### Exercise details:
After locating the line that contains "pub(crate) async fn connect_relational(config: &ServerConfig)" in the data below, set down exactly that line and each one after it through the line that contains "pub async fn mirror(store: &MongoStore, snapshot: &Snapshot)", and nothing more.

Stored data:
[Start of Attachment]

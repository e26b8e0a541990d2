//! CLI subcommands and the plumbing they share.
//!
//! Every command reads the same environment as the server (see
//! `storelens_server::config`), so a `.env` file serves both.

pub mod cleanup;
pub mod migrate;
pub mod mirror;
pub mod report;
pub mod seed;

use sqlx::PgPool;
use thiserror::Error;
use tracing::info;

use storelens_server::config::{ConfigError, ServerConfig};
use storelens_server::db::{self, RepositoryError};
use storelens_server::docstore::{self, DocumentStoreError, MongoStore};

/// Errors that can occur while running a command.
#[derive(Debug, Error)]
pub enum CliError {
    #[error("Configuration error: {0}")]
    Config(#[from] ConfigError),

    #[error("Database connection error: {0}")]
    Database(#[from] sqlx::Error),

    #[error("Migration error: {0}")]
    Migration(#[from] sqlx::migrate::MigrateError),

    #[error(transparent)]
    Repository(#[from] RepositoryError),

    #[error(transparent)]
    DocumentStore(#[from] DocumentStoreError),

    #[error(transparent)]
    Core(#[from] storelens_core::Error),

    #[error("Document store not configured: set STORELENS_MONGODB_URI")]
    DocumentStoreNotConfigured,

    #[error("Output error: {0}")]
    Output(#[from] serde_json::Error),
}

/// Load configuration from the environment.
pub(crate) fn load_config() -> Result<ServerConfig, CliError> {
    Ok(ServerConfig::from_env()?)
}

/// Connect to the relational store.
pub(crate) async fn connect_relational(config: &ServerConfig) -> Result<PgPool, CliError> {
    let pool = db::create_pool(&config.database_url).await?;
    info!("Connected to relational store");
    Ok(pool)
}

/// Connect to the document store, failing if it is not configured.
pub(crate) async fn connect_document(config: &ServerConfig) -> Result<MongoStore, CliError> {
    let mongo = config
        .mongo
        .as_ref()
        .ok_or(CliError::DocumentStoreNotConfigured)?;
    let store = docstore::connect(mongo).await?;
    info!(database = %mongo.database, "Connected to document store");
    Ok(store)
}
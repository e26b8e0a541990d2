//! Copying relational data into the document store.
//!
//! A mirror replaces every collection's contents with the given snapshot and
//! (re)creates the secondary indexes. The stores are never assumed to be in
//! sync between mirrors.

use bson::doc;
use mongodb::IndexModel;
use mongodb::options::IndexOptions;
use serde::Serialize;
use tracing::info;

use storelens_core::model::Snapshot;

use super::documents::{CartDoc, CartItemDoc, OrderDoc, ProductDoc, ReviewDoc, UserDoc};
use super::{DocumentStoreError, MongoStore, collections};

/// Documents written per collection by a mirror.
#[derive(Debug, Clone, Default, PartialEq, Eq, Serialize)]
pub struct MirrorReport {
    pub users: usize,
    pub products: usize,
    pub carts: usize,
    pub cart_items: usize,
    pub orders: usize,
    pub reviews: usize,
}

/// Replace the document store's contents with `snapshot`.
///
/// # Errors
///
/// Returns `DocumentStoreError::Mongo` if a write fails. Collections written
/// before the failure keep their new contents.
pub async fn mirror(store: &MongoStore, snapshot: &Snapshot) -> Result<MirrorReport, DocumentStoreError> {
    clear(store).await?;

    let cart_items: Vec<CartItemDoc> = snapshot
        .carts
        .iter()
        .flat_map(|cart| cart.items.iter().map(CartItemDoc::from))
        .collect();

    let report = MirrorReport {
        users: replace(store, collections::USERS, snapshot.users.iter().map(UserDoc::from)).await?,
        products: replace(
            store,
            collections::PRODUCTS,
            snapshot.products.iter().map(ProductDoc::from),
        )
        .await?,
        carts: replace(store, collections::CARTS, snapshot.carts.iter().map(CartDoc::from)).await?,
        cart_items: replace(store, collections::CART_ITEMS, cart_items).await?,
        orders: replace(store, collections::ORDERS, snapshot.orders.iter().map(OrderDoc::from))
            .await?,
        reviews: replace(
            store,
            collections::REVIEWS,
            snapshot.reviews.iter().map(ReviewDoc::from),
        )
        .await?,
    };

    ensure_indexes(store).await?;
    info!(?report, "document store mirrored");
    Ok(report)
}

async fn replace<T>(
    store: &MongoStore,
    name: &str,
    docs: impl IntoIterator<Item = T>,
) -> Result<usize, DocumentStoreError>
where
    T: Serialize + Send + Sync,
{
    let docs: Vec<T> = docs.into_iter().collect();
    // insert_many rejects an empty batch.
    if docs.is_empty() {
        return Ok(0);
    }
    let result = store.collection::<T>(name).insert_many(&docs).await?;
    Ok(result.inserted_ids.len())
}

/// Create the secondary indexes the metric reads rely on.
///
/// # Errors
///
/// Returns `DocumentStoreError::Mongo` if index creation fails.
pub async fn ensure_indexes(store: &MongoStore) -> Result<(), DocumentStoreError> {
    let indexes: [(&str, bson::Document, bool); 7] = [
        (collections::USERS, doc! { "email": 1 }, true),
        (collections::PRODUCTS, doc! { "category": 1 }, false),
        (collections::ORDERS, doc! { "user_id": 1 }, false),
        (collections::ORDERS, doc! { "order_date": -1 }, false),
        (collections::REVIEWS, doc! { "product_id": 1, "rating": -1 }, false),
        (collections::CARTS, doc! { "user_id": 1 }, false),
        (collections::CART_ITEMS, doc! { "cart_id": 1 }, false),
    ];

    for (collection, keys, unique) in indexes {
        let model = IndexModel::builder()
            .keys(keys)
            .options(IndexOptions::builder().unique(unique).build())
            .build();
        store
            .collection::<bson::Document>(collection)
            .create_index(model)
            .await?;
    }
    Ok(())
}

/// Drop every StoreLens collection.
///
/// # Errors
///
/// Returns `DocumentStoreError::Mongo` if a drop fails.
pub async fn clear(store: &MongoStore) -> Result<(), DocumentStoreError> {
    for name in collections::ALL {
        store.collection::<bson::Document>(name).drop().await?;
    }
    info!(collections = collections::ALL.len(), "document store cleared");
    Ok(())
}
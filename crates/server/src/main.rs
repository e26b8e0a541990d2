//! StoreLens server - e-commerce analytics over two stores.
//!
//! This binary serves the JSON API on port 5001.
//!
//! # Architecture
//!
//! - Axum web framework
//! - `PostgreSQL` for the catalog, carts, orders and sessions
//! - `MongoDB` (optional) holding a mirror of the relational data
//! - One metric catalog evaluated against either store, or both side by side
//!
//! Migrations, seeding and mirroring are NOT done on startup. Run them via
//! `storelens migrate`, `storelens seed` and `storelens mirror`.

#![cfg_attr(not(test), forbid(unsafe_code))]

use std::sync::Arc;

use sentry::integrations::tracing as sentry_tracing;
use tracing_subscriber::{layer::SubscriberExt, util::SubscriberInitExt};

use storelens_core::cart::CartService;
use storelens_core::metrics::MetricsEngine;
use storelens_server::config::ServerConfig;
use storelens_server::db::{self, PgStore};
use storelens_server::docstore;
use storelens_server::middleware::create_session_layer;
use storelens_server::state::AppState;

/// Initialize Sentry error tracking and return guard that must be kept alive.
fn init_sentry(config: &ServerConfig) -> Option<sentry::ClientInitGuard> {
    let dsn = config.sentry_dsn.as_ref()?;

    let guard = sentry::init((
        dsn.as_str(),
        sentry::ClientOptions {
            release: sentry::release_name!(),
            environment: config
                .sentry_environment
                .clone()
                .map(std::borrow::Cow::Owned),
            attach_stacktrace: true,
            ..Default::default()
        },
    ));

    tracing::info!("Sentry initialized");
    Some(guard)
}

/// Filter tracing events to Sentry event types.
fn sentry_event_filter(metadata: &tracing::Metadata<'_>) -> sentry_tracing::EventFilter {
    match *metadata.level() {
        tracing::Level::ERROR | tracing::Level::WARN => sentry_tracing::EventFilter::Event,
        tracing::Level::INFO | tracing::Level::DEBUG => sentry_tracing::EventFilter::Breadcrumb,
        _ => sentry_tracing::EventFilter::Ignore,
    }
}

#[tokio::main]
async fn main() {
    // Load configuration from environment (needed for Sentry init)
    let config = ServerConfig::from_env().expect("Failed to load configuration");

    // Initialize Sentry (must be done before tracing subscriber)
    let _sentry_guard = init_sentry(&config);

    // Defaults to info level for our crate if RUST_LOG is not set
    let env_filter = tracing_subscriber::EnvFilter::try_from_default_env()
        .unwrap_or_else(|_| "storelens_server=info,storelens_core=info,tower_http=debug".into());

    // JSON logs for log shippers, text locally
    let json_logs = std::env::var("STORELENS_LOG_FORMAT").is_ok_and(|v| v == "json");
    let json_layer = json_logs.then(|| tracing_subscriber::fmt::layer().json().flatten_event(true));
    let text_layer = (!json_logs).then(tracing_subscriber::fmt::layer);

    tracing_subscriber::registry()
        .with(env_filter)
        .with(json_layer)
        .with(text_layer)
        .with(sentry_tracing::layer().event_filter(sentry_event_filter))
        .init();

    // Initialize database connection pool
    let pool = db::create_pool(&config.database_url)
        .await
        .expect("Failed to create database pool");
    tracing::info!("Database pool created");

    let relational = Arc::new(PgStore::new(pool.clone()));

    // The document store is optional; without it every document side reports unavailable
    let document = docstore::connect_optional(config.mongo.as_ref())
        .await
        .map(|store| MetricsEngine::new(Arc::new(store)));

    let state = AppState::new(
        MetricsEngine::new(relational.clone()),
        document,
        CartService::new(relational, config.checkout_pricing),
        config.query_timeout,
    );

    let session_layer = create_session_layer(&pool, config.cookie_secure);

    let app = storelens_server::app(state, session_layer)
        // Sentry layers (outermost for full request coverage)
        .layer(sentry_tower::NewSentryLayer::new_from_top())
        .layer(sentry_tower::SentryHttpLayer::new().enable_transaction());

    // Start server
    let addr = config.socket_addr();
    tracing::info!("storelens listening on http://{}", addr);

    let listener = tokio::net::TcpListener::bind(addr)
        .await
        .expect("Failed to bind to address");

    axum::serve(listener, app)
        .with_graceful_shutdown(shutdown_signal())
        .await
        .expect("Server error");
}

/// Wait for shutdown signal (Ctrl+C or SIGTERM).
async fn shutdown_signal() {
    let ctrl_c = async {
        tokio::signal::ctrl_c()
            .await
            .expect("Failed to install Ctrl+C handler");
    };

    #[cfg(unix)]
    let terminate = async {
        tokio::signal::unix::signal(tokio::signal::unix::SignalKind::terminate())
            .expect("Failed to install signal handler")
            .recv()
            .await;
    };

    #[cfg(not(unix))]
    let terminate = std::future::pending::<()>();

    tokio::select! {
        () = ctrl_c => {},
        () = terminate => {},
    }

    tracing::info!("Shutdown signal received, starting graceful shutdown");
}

[End of Attachment]

### Response for this exercise:
pub(crate) async fn connect_relational(config: &ServerConfig) -> Result<PgPool, CliError> {
    let pool = db::create_pool(&config.database_url).await?;
    info!("Connected to relational store");
    Ok(pool)
}

/// Connect to the document store, failing if it is not configured.
pub(crate) async fn connect_document(config: &ServerConfig) -> Result<MongoStore, CliError> {
    let mongo = config
        .mongo
        .as_ref()
        .ok_or(CliError::DocumentStoreNotConfigured)?;
    let store = docstore::connect(mongo).await?;
    info!(database = %mongo.database, "Connected to document store");
    Ok(store)
}
repository e26b8e0a541990d2
//! Copying relational data into the document store.
//!
//! A mirror replaces every collection's contents with the given snapshot and
//! (re)creates the secondary indexes. The stores are never assumed to be in
//! sync between mirrors.

use bson::doc;
use mongodb::IndexModel;
use mongodb::options::IndexOptions;
use serde::Serialize;
use tracing::info;

use storelens_core::model::Snapshot;

use super::documents::{CartDoc, CartItemDoc, OrderDoc, ProductDoc, ReviewDoc, UserDoc};
use super::{DocumentStoreError, MongoStore, collections};

/// Documents written per collection by a mirror.
#[derive(Debug, Clone, Default, PartialEq, Eq, Serialize)]
pub struct MirrorReport {
    pub users: usize,
    pub products: usize,
    pub carts: usize,
    pub cart_items: usize,
    pub orders: usize,
    pub reviews: usize,
}

/// Replace the document store's contents with `snapshot`.
///
/// # Errors
///
/// Returns `DocumentStoreError::Mongo` if a write fails. Collections written
/// before the failure keep their new contents.
pub async fn mirror(store: &MongoStore, snapshot: &Snapshot) -> Result<MirrorReport, DocumentStoreError> {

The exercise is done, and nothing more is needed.